(SOURCE DATA Opens)
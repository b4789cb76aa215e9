use super::Result;
use crate::api::models::{Session, UserProfile};
use crate::error::StorageError;
use keyring::Entry;
use std::sync::{Arc, Mutex};

const SERVICE_NAME: &str = "resv-cli";

/// Persists the session as one serialized record per profile. Storing
/// token and user together makes divergence between the two
/// structurally impossible; a record whose token is empty counts as
/// logged out.
#[derive(Debug, Clone)]
pub struct SessionStore {
    pub profile_name: String,
    backend: Backend,
}

#[derive(Debug, Clone)]
enum Backend {
    Keyring,
    /// Process-local storage for tests and throwaway sessions.
    Memory(Arc<Mutex<Option<String>>>),
}

impl SessionStore {
    pub fn new(profile_name: impl Into<String>) -> Self {
        Self {
            profile_name: profile_name.into(),
            backend: Backend::Keyring,
        }
    }

    /// Store backed by process memory instead of the OS keyring.
    pub fn in_memory() -> Self {
        Self {
            profile_name: "memory".to_string(),
            backend: Backend::Memory(Arc::new(Mutex::new(None))),
        }
    }

    fn entry_name(&self) -> String {
        format!("session-{}", self.profile_name)
    }

    /// Persist token and user together. Best-effort: a storage failure
    /// is logged, never surfaced to the caller.
    pub fn store_session(&self, token: &str, user: Option<&UserProfile>) {
        let session = Session {
            token: token.to_string(),
            user: user.cloned(),
        };
        let serialized = match serde_json::to_string(&session) {
            Ok(s) => s,
            Err(e) => {
                log::warn!("Failed to serialize session: {}", e);
                return;
            }
        };
        if let Err(e) = self.write_raw(&serialized) {
            log::warn!(
                "Failed to store session for profile {}: {}",
                self.profile_name,
                e
            );
        }
    }

    pub fn token(&self) -> Option<String> {
        self.load().map(|s| s.token)
    }

    pub fn user(&self) -> Option<UserProfile> {
        self.load().and_then(|s| s.user)
    }

    /// Remove the stored session. Idempotent; a missing entry is fine.
    pub fn clear(&self) -> Result<()> {
        self.delete_raw()
    }

    fn load(&self) -> Option<Session> {
        let raw = match self.read_raw() {
            Ok(raw) => raw?,
            Err(e) => {
                log::warn!(
                    "Failed to read session for profile {}: {}",
                    self.profile_name,
                    e
                );
                return None;
            }
        };
        match serde_json::from_str::<Session>(&raw) {
            Ok(session) if !session.token.is_empty() => Some(session),
            Ok(_) => None,
            Err(e) => {
                log::warn!(
                    "Stored session is not parseable, treating as logged out: {}",
                    e
                );
                None
            }
        }
    }

    fn entry(&self) -> Result<Entry> {
        Entry::new(SERVICE_NAME, &self.entry_name())
            .map_err(|e| StorageError::KeyringError(e.to_string()))
    }

    fn read_raw(&self) -> Result<Option<String>> {
        match &self.backend {
            Backend::Keyring => match self.entry()?.get_password() {
                Ok(v) => Ok(Some(v)),
                Err(keyring::Error::NoEntry) => Ok(None),
                Err(e) => Err(StorageError::KeyringError(e.to_string())),
            },
            Backend::Memory(slot) => Ok(slot.lock().unwrap().clone()),
        }
    }

    fn write_raw(&self, value: &str) -> Result<()> {
        match &self.backend {
            Backend::Keyring => self
                .entry()?
                .set_password(value)
                .map_err(|e| StorageError::KeyringError(e.to_string())),
            Backend::Memory(slot) => {
                *slot.lock().unwrap() = Some(value.to_string());
                Ok(())
            }
        }
    }

    fn delete_raw(&self) -> Result<()> {
        match &self.backend {
            Backend::Keyring => match self.entry()?.delete_credential() {
                Ok(_) | Err(keyring::Error::NoEntry) => Ok(()),
                Err(e) => Err(StorageError::KeyringError(e.to_string())),
            },
            Backend::Memory(slot) => {
                *slot.lock().unwrap() = None;
                Ok(())
            }
        }
    }
}
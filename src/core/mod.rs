pub mod auth;
pub mod data_source;
pub mod facade;
pub mod fixtures;
pub mod live;
pub mod mock;
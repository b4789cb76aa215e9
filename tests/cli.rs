use assert_cmd::Command;
use predicates::prelude::*;
use tempfile::tempdir;

fn resv_cli(config_dir: &std::path::Path) -> Command {
    let mut cmd = Command::cargo_bin("resv-cli").expect("binary");
    cmd.arg("--config-dir").arg(config_dir);
    cmd
}

#[test]
fn help_lists_command_groups() {
    Command::cargo_bin("resv-cli")
        .expect("binary")
        .arg("--help")
        .assert()
        .success()
        .stdout(predicate::str::contains("restaurant"))
        .stdout(predicate::str::contains("hotel"))
        .stdout(predicate::str::contains("property"));
}

#[test]
fn rejects_unknown_subcommand() {
    Command::cargo_bin("resv-cli")
        .expect("binary")
        .arg("flights")
        .assert()
        .failure();
}

#[test]
fn rejects_invalid_mode() {
    let dir = tempdir().expect("tempdir");
    resv_cli(dir.path())
        .args(["--mode", "sideways", "home"])
        .assert()
        .failure()
        .stderr(predicate::str::contains("Unknown API mode"));
}

#[test]
fn rejects_malformed_booking_date() {
    let dir = tempdir().expect("tempdir");
    resv_cli(dir.path())
        .args([
            "--mode",
            "mock",
            "restaurant",
            "tables",
            "--date",
            "junk",
            "--time",
            "19:00",
        ])
        .assert()
        .failure()
        .stderr(predicate::str::contains("YYYY-MM-DD"));
}

#[test]
fn mock_mode_lists_demo_bookings() {
    let dir = tempdir().expect("tempdir");
    resv_cli(dir.path())
        .args(["--mode", "mock", "restaurant", "bookings"])
        .assert()
        .success()
        .stdout(predicate::str::contains("The Grand Palace"));
}

#[test]
fn mock_mode_lists_demo_properties() {
    let dir = tempdir().expect("tempdir");
    resv_cli(dir.path())
        .args(["--mode", "mock", "property", "list", "--listing-type", "sale"])
        .assert()
        .success()
        .stdout(predicate::str::contains("For Sale"));
}

#[test]
fn config_show_prints_bootstrapped_profile() {
    let dir = tempdir().expect("tempdir");
    resv_cli(dir.path())
        .args(["config", "show"])
        .assert()
        .success()
        .stdout(predicate::str::contains("Default Profile: default"));
}
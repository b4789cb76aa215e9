use clap::{Parser, Subcommand};

#[derive(Parser)]
#[command(name = "resv-cli")]
#[command(about = "Command line client for the reservation platform APIs")]
#[command(version)]
pub struct Cli {
    #[arg(short, long, global = true)]
    pub verbose: bool,

    #[arg(short, long, global = true)]
    pub profile: Option<String>,

    #[arg(long, global = true)]
    pub config_dir: Option<String>,

    /// Data source mode: live or mock
    #[arg(long, global = true, env = "API_MODE")]
    pub mode: Option<String>,

    #[command(subcommand)]
    pub command: Commands,
}

#[derive(Subcommand)]
pub enum Commands {
    /// Authentication commands
    Auth {
        #[command(subcommand)]
        command: AuthCommands,
    },
    /// Configuration management
    Config {
        #[command(subcommand)]
        command: ConfigCommands,
    },
    /// Restaurant bookings and table availability
    Restaurant {
        #[command(subcommand)]
        command: RestaurantCommands,
    },
    /// Hotel rooms and stays
    Hotel {
        #[command(subcommand)]
        command: HotelCommands,
    },
    /// Real estate listings
    Property {
        #[command(subcommand)]
        command: PropertyCommands,
    },
    /// Overview of featured properties, rooms and your bookings
    Home,
}

#[derive(Subcommand, Debug)]
pub enum AuthCommands {
    /// Login to the reservation platform
    Login,
    /// Create a new account
    Signup,
    /// Logout and clear the session
    Logout,
    /// Show authentication status
    Status,
}

#[derive(Subcommand, Debug)]
pub enum ConfigCommands {
    /// Show the current configuration
    Show,
    /// Set configuration value
    Set {
        /// Configuration key
        key: String,
        /// Configuration value
        value: String,
    },
}

#[derive(Subcommand, Debug)]
pub enum RestaurantCommands {
    /// List your bookings
    Bookings,
    /// Show one booking
    Booking {
        /// Booking ID
        id: u64,
    },
    /// Check table availability for a slot
    Tables {
        /// Date (YYYY-MM-DD)
        #[arg(long)]
        date: String,
        /// Time (HH:MM)
        #[arg(long)]
        time: String,
    },
    /// Book a table
    Book {
        /// Restaurant ID
        #[arg(long)]
        restaurant: u64,
        /// Date (YYYY-MM-DD)
        #[arg(long)]
        date: String,
        /// Time (HH:MM)
        #[arg(long)]
        time: String,
        /// Party size
        #[arg(long, default_value = "2")]
        party_size: u64,
        /// Special requests
        #[arg(long)]
        requests: Option<String>,
    },
}

#[derive(Subcommand, Debug)]
pub enum HotelCommands {
    /// List hotel rooms
    Rooms,
    /// Show one room
    Room {
        /// Room ID
        id: u64,
    },
    /// Check room availability for a stay
    Available {
        /// Check-in date (YYYY-MM-DD)
        #[arg(long)]
        check_in: String,
        /// Check-out date (YYYY-MM-DD)
        #[arg(long)]
        check_out: String,
    },
    /// List your hotel bookings
    Bookings,
    /// Book a room
    Book {
        /// Hotel ID
        #[arg(long)]
        hotel: u64,
        /// Room ID
        #[arg(long)]
        room: u64,
        /// Check-in date (YYYY-MM-DD)
        #[arg(long)]
        check_in: String,
        /// Check-out date (YYYY-MM-DD)
        #[arg(long)]
        check_out: String,
        /// Number of guests
        #[arg(long, default_value = "2")]
        guests: u64,
    },
}

#[derive(Subcommand, Debug)]
pub enum PropertyCommands {
    /// Show featured properties
    Featured,
    /// List properties with optional filters
    List {
        /// Property type (villa, apartment, commercial, ...)
        #[arg(long)]
        property_type: Option<String>,
        /// Listing type: sale or rent
        #[arg(long)]
        listing_type: Option<String>,
        /// City filter (substring match)
        #[arg(long)]
        city: Option<String>,
        /// Minimum price
        #[arg(long)]
        min_price: Option<u64>,
        /// Maximum price
        #[arg(long)]
        max_price: Option<u64>,
    },
    /// Show one property
    Show {
        /// Property ID
        id: u64,
    },
    /// Submit an inquiry or offer for a property
    Inquire {
        /// Property ID
        #[arg(long)]
        property: u64,
        /// Listing type: inquiry, offer, visit
        #[arg(long, default_value = "inquiry")]
        listing_type: String,
        /// Offer price
        #[arg(long)]
        offer_price: Option<u64>,
        /// Free-form notes
        #[arg(long)]
        notes: Option<String>,
    },
}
(SOURCE DATA Closes)
* [WORK ORDER] Using the data above, extract exactly the lines from the one that holds "pub fn clear(&self)" to the one that holds "fn entry(&self) ->", both ends included, and no others.

* [WRITTEN SOLUTION]
    pub fn clear(&self) -> Result<()> {
        self.delete_raw()
    }

    fn load(&self) -> Option<Session> {
        let raw = match self.read_raw() {
            Ok(raw) => raw?,
            Err(e) => {
                log::warn!(
                    "Failed to read session for profile {}: {}",
                    self.profile_name,
                    e
                );
                return None;
            }
        };
        match serde_json::from_str::<Session>(&raw) {
            Ok(session) if !session.token.is_empty() => Some(session),
            Ok(_) => None,
            Err(e) => {
                log::warn!(
                    "Stored session is not parseable, treating as logged out: {}",
                    e
                );
                None
            }
        }
    }

    fn entry(&self) -> Result<Entry> {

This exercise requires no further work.